Bashkir dishes are distinguished by a small number of classic spices: only black and red pepper are used. Another feature of Bashkir dishes is the abundance of meat in all hot dishes and snacks. The love of Bashkirs for horse sausage «Qazı» and horse fat deserves special attention: Bashkirs love to eat horsemeat with thick slices of fat, washed down with sour broth Qurut (fermented milk product), neutralizing the effects of such an amount of fat.
The semi-nomadic way of life (cattle ranching) led to the formation of a wide range of long-term storage products. The bulk of Bashkir national dishes are boiled, dried and dried horse meat, lamb, dairy products, dried berries, dried cereals, honey. Examples are dishes such as Qazı (horse sausage), Qaqlanğan et (jerky), pastille, Qımıð, siyəli harı may (cherry in ghee), moyıl mayı (bird cherry oil), Qurut (dry kashk), irimsik (cottage cheese) and ayran (doogh)— All these dishes are stored for a relatively long time even in the summer heat and it is convenient to take them with you on the go.

It is believed that qımıð was prepared exactly on the road — a vessel with mare's milk was tied to the saddle and hung out during the day.

The traditional Bashkir dish beshbarmak is prepared from boiled meat and salma (a variety of coarsely chopped noodles), abundantly sprinkled with herbs and onions and seasoned with qurut.

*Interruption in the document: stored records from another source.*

//! Inference backend that hosts a GGUF model in a private `llama-server` child.
//!
//! The server listens on a loopback port chosen at load time and is killed
//! when the [`LlamaServer`] handle drops, so each agent exclusively owns one
//! loaded model.

use anyhow::{Context, Result, bail};
use async_trait::async_trait;
use codex_core::AppError;
use serde::{Deserialize, Serialize};
use std::path::Path;
use std::process::Stdio;
use std::time::{Duration, Instant};
use tokio::process::{Child, Command};
use tracing::debug;

use crate::backend::{InferenceBackend, LoadOptions};
use crate::sampling::SamplingParams;

const HEALTH_POLL_INTERVAL: Duration = Duration::from_millis(250);

pub struct LlamaServer {
    child: Child,
    base_url: String,
    client: reqwest::Client,
}

impl std::fmt::Debug for LlamaServer {
    fn fmt(&self, f: &mut std::fmt::Formatter<'_>) -> std::fmt::Result {
        f.debug_struct("LlamaServer")
            .field("pid", &self.child.id())
            .field("base_url", &self.base_url)
            .finish()
    }
}

impl LlamaServer {
    /// Start the server for `model_path` and wait until it reports healthy.
    ///
    /// The child's stdout is discarded and its stderr is inherited, so callers
    /// control server diagnostics by what fd 2 points to at spawn time.
    pub async fn spawn(
        binary: &str,
        model_path: &Path,
        options: &LoadOptions,
        startup_timeout: Duration,
    ) -> Result<Self> {
        let executable = which::which(binary)
            .map_err(|_| AppError::BackendNotInstalled(binary.to_string()))?;
        let port = free_loopback_port()?;

        let mut cmd = Command::new(&executable);
        cmd.args(server_args(model_path, port, options));
        cmd.stdin(Stdio::null());
        cmd.stdout(Stdio::null());
        cmd.stderr(Stdio::inherit());
        cmd.kill_on_drop(true);

        debug!(executable = %executable.display(), port, "starting inference server");
        let child = cmd
            .spawn()
            .with_context(|| format!("Failed to start {}", executable.display()))?;

        let mut server = Self {
            child,
            base_url: format!("http://127.0.0.1:{port}"),
            client: reqwest::Client::new(),
        };
        server.wait_until_ready(startup_timeout).await?;
        Ok(server)
    }

    async fn wait_until_ready(&mut self, timeout: Duration) -> Result<()> {
        let deadline = Instant::now() + timeout;
        let health_url = format!("{}/health", self.base_url);

        loop {
            if let Some(status) = self
                .child
                .try_wait()
                .context("Failed to poll inference server")?
            {
                bail!("inference server exited during startup ({status})");
            }

            match self.client.get(&health_url).send().await {
                Ok(resp) if resp.status().is_success() => {
                    debug!(url = %self.base_url, "inference server ready");
                    return Ok(());
                }
                Ok(resp) => debug!(status = %resp.status(), "inference server still loading"),
                Err(_) => {}
            }

            if Instant::now() >= deadline {
                return Err(AppError::BackendStartupTimeout {
                    timeout_secs: timeout.as_secs(),
                }
                .into());
            }
            tokio::time::sleep(HEALTH_POLL_INTERVAL).await;
        }
    }
}

#[async_trait]
impl InferenceBackend for LlamaServer {
    async fn complete(&self, prompt: &str, params: &SamplingParams) -> Result<String> {
        let url = format!("{}/completion", self.base_url);
        let response = self
            .client
            .post(&url)
            .json(&CompletionRequest::new(prompt, params))
            .send()
            .await
            .context("inference request failed")?;

        let status = response.status();
        let body = response
            .text()
            .await
            .context("failed to read inference response body")?;
        if !status.is_success() {
            bail!("inference server returned {status}: {body}");
        }
        parse_completion(&body)
    }
}

fn server_args(model_path: &Path, port: u16, options: &LoadOptions) -> Vec<String> {
    let mut args = vec![
        "--model".to_string(),
        model_path.display().to_string(),
        "--host".to_string(),
        "127.0.0.1".to_string(),
        "--port".to_string(),
        port.to_string(),
        "--threads".to_string(),
        options.threads.to_string(),
        "--ctx-size".to_string(),
        options.context_size.to_string(),
        "--batch-size".to_string(),
        options.batch_size.to_string(),
    ];
    if options.use_mlock {
        args.push("--mlock".to_string());
    }
    args
}

fn free_loopback_port() -> Result<u16> {
    let listener = std::net::TcpListener::bind(("127.0.0.1", 0))
        .context("Failed to reserve a loopback port")?;
    Ok(listener.local_addr()?.port())
}

#[derive(Debug, Serialize)]
struct CompletionRequest<'a> {
    prompt: &'a str,
    n_predict: u32,
    temperature: f32,
    top_p: f32,
    #[serde(skip_serializing_if = "Option::is_none")]
    top_k: Option<u32>,
    repeat_penalty: f32,
    stop: &'a [&'a str],
    stream: bool,
}

impl<'a> CompletionRequest<'a> {
    fn new(prompt: &'a str, params: &'a SamplingParams) -> Self {
        Self {
            prompt,
            n_predict: params.max_tokens,
            temperature: params.temperature,
            top_p: params.top_p,
            top_k: params.top_k,
            repeat_penalty: params.repeat_penalty,
            stop: params.stop,
            stream: false,
        }
    }
}

#[derive(Debug, Deserialize)]
struct CompletionResponse {
    content: String,
}

fn parse_completion(body: &str) -> Result<String> {
    let response: CompletionResponse =
        serde_json::from_str(body).context("failed to parse completion response JSON")?;
    Ok(response.content)
}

This is another noticeable feature of Bashkir cuisine: dairy products are often served to dishes —qurut or sour cream. Most Bashkir dishes are easy to cook and nutritious.

Dishes like ayran, boða (wheat or oatmeal drink), qað, qatlama, qımıð, mantı, üyrə (soup), ıvmas aşı and many others are considered national dishes of many peoples from Ural mountains to Far East.

=== Bashkir honey ===
Bashkir honey is known for its taste and is a matter of pride for Bashkirs. Not a single tea party is possible without real Bashkir honey, a sandwich with fresh rustic sour cream is one of the examples of Bashkir national cuisine. For Bashkirs, a matter of honor is the possession of real Bashkir honey (Burzyan bee), produced by relatives, beekeepers.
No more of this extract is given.